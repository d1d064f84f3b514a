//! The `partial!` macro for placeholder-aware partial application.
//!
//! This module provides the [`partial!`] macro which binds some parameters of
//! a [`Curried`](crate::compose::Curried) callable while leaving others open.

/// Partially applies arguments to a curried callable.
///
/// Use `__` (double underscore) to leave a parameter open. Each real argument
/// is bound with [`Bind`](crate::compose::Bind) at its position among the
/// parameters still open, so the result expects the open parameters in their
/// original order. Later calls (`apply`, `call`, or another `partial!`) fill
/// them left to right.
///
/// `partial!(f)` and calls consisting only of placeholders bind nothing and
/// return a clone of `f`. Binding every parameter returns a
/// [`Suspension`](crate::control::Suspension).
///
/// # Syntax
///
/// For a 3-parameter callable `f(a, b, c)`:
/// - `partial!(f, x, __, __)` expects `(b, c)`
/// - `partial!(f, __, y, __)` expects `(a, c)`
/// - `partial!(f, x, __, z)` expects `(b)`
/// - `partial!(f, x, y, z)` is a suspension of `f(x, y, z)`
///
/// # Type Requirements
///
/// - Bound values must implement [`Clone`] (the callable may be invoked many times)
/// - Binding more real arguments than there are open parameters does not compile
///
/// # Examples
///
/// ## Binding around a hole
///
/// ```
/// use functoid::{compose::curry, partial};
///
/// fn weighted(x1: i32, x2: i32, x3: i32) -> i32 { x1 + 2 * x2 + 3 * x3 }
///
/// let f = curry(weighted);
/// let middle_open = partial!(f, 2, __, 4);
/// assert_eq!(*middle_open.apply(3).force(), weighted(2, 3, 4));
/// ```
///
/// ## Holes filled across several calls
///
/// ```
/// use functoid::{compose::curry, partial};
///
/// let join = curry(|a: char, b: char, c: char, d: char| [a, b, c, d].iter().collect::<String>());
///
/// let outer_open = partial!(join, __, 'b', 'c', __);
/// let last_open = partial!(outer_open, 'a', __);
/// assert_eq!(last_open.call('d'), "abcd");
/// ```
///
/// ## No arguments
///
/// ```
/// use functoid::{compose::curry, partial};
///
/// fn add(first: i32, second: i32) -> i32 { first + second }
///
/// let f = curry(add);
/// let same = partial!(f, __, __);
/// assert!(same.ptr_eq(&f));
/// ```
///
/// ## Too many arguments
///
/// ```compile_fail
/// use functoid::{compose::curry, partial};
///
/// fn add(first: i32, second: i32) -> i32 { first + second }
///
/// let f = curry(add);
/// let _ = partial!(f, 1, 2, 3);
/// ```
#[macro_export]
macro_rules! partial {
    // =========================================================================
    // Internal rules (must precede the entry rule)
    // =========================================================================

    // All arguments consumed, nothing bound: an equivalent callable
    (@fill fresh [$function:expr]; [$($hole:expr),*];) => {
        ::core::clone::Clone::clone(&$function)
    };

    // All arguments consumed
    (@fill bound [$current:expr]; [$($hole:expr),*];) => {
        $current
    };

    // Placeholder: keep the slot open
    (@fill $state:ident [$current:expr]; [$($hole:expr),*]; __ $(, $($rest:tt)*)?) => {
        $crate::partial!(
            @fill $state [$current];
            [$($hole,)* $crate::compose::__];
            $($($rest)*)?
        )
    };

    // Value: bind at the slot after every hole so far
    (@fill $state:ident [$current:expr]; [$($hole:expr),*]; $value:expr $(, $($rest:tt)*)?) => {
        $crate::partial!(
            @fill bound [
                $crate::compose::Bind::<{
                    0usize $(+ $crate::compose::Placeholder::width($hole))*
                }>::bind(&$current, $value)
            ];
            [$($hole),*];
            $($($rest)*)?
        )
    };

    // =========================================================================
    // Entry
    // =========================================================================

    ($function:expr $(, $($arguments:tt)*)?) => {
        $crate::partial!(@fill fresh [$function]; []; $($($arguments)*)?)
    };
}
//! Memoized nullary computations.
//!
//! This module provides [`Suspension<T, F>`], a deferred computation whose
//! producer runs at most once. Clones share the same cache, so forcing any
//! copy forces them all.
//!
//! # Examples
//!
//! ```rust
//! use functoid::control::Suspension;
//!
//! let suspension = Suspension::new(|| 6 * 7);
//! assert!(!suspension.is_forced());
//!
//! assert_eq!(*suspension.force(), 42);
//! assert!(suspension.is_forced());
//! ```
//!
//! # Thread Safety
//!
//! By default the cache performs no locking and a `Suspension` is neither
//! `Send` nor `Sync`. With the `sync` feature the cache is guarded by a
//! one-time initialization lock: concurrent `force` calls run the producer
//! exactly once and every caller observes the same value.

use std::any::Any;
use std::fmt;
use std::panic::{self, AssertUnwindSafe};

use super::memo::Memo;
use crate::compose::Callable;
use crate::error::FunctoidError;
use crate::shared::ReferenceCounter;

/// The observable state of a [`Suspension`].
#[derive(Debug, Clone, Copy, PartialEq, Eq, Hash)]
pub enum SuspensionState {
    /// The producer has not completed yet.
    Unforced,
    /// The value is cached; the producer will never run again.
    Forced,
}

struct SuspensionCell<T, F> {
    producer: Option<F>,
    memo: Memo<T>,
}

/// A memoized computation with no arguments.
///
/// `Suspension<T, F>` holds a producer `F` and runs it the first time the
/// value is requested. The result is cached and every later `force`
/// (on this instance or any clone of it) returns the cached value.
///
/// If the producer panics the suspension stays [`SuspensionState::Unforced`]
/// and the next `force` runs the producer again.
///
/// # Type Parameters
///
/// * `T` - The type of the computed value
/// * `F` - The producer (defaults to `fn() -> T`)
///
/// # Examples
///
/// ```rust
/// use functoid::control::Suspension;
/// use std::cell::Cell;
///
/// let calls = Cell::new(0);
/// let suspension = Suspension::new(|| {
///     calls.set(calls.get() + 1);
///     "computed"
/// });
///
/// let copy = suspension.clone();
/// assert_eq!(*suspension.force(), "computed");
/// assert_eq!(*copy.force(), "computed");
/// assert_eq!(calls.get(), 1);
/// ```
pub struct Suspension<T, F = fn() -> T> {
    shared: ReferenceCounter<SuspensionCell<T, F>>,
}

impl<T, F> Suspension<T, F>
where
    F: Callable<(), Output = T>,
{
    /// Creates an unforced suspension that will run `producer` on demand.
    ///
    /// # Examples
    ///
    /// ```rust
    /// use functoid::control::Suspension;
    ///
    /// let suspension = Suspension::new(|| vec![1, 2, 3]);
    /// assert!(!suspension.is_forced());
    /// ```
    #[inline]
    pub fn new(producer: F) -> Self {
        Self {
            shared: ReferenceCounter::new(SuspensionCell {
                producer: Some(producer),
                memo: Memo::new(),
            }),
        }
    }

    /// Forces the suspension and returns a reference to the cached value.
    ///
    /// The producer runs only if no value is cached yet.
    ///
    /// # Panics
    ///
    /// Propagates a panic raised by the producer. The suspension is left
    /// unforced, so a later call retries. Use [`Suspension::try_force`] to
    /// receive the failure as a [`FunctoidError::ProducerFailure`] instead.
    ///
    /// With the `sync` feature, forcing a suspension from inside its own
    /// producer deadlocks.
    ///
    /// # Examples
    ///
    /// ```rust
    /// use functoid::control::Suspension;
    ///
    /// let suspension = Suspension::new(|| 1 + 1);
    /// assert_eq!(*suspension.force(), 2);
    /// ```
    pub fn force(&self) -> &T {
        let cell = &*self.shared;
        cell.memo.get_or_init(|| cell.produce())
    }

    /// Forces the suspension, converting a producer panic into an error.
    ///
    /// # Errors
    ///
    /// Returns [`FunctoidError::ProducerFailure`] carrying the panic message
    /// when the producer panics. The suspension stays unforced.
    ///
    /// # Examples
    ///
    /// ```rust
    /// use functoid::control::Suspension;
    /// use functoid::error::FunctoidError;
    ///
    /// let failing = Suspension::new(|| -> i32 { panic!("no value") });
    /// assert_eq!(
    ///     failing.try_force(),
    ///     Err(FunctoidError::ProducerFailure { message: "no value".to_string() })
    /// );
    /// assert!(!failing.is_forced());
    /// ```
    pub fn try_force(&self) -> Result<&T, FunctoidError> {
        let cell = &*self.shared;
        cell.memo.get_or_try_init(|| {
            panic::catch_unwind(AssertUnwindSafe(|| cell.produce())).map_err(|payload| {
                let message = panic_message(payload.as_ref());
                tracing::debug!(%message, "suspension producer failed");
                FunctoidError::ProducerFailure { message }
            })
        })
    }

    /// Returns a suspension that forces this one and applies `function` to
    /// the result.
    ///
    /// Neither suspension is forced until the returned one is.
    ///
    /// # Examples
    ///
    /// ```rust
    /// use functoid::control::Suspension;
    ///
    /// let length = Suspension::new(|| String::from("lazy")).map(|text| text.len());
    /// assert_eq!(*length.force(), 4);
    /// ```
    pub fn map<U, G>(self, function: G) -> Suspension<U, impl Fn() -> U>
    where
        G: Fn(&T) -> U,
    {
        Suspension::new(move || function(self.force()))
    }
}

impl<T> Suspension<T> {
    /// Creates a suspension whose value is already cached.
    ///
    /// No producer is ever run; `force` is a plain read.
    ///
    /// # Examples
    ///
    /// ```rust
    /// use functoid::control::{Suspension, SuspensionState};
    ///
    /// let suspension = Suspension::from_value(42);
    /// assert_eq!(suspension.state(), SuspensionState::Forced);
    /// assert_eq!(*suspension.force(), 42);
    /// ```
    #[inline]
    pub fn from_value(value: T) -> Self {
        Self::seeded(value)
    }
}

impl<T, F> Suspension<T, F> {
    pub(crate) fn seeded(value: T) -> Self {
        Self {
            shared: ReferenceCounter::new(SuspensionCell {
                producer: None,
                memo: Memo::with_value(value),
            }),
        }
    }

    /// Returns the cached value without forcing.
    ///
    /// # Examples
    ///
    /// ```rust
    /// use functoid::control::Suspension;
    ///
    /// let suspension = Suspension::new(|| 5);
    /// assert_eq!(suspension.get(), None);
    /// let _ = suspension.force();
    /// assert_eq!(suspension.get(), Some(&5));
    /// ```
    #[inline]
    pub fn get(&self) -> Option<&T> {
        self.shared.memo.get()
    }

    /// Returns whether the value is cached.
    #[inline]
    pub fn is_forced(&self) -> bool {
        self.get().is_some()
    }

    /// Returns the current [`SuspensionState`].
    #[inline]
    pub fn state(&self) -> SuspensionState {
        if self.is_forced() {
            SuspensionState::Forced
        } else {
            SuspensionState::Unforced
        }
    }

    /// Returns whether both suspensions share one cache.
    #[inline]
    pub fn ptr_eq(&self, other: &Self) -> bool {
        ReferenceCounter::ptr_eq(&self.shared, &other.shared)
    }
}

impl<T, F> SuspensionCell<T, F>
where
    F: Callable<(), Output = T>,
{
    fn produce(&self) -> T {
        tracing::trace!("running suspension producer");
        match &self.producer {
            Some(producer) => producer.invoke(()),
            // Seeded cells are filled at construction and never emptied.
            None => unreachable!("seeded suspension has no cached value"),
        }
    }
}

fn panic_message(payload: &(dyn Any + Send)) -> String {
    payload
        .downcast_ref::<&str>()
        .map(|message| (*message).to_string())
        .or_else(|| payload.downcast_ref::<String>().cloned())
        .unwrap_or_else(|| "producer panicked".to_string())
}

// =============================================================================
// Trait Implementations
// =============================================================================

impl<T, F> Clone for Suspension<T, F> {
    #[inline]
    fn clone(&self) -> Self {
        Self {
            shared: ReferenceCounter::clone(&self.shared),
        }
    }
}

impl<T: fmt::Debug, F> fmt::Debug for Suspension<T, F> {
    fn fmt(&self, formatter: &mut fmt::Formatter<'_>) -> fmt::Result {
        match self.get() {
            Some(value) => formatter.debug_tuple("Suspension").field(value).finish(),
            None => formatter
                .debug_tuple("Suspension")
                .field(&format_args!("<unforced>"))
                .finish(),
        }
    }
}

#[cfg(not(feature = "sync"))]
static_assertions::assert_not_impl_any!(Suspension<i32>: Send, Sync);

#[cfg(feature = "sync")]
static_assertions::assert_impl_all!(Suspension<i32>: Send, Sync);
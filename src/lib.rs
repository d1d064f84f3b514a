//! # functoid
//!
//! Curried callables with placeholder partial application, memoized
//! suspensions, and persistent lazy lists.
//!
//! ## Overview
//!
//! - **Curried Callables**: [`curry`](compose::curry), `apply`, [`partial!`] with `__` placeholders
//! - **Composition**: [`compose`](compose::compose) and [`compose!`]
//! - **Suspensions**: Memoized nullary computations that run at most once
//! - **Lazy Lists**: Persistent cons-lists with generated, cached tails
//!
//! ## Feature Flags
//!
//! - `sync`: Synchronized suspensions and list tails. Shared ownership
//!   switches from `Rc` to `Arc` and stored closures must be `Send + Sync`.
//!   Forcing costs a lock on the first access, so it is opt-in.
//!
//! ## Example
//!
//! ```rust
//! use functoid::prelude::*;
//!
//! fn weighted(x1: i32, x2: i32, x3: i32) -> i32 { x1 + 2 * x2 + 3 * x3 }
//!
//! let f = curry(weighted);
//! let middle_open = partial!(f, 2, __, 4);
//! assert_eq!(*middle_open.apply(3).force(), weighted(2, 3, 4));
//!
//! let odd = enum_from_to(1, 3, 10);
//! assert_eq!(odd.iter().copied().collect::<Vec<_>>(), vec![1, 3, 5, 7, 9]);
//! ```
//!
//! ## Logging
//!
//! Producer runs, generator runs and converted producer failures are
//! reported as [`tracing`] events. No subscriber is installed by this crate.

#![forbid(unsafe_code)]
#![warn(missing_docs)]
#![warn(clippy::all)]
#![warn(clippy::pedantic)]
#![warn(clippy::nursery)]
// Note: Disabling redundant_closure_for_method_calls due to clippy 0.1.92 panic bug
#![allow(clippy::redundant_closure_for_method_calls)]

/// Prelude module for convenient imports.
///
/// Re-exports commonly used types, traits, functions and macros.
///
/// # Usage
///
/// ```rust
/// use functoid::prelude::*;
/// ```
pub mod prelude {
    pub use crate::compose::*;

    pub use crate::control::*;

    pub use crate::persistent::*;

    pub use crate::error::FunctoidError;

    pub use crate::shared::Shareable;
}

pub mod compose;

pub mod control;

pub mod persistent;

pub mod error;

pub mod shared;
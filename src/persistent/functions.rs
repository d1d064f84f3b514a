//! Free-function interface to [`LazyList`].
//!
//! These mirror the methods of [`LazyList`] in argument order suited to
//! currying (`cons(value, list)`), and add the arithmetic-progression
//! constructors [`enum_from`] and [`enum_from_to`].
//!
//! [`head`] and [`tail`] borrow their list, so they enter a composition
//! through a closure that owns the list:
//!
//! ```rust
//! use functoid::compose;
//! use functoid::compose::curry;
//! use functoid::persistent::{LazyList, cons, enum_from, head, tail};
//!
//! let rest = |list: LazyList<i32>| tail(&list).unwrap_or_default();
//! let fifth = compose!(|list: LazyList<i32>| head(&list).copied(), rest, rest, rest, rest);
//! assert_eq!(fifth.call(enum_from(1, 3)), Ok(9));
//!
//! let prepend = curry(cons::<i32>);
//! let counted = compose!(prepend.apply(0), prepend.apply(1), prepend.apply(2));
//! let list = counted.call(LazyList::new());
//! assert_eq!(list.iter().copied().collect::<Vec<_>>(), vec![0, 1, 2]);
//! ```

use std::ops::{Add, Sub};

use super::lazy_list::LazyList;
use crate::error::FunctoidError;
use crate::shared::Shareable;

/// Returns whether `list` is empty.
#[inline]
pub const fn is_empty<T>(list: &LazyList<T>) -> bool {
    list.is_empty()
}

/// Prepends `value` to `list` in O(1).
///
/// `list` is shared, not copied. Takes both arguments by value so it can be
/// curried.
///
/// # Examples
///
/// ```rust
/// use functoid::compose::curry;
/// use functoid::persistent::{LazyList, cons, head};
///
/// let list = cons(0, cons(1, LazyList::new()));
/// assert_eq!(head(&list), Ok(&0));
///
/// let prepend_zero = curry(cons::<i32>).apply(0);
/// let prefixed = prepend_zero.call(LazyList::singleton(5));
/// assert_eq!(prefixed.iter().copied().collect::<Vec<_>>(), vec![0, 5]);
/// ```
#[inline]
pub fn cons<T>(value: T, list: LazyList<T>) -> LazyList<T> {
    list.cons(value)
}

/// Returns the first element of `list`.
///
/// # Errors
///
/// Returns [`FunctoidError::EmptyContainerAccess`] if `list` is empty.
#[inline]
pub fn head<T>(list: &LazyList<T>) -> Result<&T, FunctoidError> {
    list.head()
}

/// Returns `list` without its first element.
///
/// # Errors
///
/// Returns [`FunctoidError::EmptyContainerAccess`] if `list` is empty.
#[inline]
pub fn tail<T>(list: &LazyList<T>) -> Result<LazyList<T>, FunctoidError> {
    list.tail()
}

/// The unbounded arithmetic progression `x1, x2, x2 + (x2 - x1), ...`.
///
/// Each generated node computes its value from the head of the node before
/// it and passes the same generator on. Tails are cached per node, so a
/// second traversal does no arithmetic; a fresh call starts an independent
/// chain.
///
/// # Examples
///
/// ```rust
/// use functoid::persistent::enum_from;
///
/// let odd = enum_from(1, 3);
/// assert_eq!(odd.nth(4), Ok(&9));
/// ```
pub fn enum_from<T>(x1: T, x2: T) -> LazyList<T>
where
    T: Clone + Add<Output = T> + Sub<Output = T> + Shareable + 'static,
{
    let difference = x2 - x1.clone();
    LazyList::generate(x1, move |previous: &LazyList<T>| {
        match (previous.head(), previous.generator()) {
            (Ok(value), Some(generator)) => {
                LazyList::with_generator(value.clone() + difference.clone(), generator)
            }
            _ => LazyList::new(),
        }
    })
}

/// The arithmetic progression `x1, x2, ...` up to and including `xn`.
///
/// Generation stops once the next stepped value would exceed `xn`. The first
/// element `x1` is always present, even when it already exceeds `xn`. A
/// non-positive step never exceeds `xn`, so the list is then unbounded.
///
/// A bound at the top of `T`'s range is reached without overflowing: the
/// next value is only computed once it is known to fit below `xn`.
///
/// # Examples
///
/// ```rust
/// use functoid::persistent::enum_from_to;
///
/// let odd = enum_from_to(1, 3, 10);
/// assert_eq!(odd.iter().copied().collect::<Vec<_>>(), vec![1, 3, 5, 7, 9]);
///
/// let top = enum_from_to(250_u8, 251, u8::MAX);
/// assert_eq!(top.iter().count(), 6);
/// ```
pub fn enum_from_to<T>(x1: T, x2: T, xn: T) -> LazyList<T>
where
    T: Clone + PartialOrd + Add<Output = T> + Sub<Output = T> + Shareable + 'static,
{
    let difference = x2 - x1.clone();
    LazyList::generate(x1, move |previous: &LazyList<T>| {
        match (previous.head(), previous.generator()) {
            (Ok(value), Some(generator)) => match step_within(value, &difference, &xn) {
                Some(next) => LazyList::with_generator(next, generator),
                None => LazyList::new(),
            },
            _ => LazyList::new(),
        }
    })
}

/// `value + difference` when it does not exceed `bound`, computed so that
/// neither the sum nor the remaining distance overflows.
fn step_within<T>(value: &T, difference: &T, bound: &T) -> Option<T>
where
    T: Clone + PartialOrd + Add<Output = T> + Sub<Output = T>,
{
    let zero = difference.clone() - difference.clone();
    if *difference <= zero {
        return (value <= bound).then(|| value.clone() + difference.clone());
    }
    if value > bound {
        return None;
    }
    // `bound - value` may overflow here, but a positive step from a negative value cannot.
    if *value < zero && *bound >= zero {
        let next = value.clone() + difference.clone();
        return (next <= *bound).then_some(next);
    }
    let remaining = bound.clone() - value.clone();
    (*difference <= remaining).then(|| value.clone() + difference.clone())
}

^^^^^^^^

§ Your objective: Reply with one number only, the count of lines above that hold the string "Output".

§ Solved exercise: 5